╔══

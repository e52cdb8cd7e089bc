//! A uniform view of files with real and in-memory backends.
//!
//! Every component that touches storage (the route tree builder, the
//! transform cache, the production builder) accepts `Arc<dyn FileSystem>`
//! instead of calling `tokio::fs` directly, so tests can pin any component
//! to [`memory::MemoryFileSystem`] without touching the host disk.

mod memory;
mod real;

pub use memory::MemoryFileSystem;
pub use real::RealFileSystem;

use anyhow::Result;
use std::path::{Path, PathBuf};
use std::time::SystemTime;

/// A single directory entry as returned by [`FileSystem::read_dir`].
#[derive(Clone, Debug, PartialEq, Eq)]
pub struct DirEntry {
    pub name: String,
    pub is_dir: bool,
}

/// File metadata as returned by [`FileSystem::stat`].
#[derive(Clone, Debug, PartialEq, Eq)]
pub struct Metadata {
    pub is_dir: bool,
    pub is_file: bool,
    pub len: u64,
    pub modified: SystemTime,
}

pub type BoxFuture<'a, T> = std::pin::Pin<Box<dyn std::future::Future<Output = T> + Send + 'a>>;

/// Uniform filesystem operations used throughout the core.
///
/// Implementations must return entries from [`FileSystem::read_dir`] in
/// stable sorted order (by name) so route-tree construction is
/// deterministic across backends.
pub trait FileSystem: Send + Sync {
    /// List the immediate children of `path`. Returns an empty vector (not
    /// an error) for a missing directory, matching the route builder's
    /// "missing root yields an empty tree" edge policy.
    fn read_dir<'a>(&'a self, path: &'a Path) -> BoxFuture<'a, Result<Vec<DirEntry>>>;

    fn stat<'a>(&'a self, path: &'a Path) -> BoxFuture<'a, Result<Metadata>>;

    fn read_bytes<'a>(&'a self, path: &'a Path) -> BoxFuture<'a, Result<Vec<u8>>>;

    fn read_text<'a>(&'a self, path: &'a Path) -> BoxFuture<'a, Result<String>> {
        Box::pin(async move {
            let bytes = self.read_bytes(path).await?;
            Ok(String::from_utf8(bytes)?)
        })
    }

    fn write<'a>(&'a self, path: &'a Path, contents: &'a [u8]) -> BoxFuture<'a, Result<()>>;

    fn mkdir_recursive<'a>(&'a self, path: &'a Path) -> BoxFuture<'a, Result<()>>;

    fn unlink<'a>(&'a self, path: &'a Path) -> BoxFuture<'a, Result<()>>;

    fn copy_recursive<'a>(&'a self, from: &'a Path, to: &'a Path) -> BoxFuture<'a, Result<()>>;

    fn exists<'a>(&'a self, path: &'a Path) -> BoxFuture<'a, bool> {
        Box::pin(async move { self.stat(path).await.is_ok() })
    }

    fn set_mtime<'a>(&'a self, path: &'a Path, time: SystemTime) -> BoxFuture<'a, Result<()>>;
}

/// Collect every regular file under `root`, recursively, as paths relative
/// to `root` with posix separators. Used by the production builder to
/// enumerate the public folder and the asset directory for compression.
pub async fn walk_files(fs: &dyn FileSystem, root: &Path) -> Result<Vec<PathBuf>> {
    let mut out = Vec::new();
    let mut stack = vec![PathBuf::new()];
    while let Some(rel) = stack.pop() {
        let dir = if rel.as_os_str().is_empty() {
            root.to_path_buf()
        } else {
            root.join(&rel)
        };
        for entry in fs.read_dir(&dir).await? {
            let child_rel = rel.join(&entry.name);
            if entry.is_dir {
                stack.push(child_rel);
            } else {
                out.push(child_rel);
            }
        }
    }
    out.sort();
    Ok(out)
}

╚══

EXERCISE INSTRUCTIONS: Each line of the data above must be restated word for word.

SOLUTION TO THIS PROBLEM:
repository e52cdb8cd7e089bc
//! A uniform view of files with real and in-memory backends.
//!
//! Every component that touches storage (the route tree builder, the
//! transform cache, the production builder) accepts `Arc<dyn FileSystem>`
//! instead of calling `tokio::fs` directly, so tests can pin any component
//! to [`memory::MemoryFileSystem`] without touching the host disk.

mod memory;
mod real;

pub use memory::MemoryFileSystem;
pub use real::RealFileSystem;

use anyhow::Result;
use std::path::{Path, PathBuf};
use std::time::SystemTime;

/// A single directory entry as returned by [`FileSystem::read_dir`].
#[derive(Clone, Debug, PartialEq, Eq)]
pub struct DirEntry {
    pub name: String,
    pub is_dir: bool,
}

/// File metadata as returned by [`FileSystem::stat`].
#[derive(Clone, Debug, PartialEq, Eq)]
pub struct Metadata {
    pub is_dir: bool,
    pub is_file: bool,
    pub len: u64,
    pub modified: SystemTime,
}

pub type BoxFuture<'a, T> = std::pin::Pin<Box<dyn std::future::Future<Output = T> + Send + 'a>>;

/// Uniform filesystem operations used throughout the core.
///
/// Implementations must return entries from [`FileSystem::read_dir`] in
/// stable sorted order (by name) so route-tree construction is
/// deterministic across backends.
pub trait FileSystem: Send + Sync {
    /// List the immediate children of `path`. Returns an empty vector (not
    /// an error) for a missing directory, matching the route builder's
    /// "missing root yields an empty tree" edge policy.
    fn read_dir<'a>(&'a self, path: &'a Path) -> BoxFuture<'a, Result<Vec<DirEntry>>>;

    fn stat<'a>(&'a self, path: &'a Path) -> BoxFuture<'a, Result<Metadata>>;

    fn read_bytes<'a>(&'a self, path: &'a Path) -> BoxFuture<'a, Result<Vec<u8>>>;

    fn read_text<'a>(&'a self, path: &'a Path) -> BoxFuture<'a, Result<String>> {
        Box::pin(async move {
            let bytes = self.read_bytes(path).await?;
            Ok(String::from_utf8(bytes)?)
        })
    }

    fn write<'a>(&'a self, path: &'a Path, contents: &'a [u8]) -> BoxFuture<'a, Result<()>>;

    fn mkdir_recursive<'a>(&'a self, path: &'a Path) -> BoxFuture<'a, Result<()>>;

    fn unlink<'a>(&'a self, path: &'a Path) -> BoxFuture<'a, Result<()>>;

    fn copy_recursive<'a>(&'a self, from: &'a Path, to: &'a Path) -> BoxFuture<'a, Result<()>>;

    fn exists<'a>(&'a self, path: &'a Path) -> BoxFuture<'a, bool> {
        Box::pin(async move { self.stat(path).await.is_ok() })
    }

    fn set_mtime<'a>(&'a self, path: &'a Path, time: SystemTime) -> BoxFuture<'a, Result<()>>;
}

/// Collect every regular file under `root`, recursively, as paths relative
/// to `root` with posix separators. Used by the production builder to
/// enumerate the public folder and the asset directory for compression.
pub async fn walk_files(fs: &dyn FileSystem, root: &Path) -> Result<Vec<PathBuf>> {
    let mut out = Vec::new();
    let mut stack = vec![PathBuf::new()];
    while let Some(rel) = stack.pop() {
        let dir = if rel.as_os_str().is_empty() {
            root.to_path_buf()
        } else {
            root.join(&rel)
        };
        for entry in fs.read_dir(&dir).await? {
            let child_rel = rel.join(&entry.name);
            if entry.is_dir {
                stack.push(child_rel);
            } else {
                out.push(child_rel);
            }
        }
    }
    out.sort();
    Ok(out)
}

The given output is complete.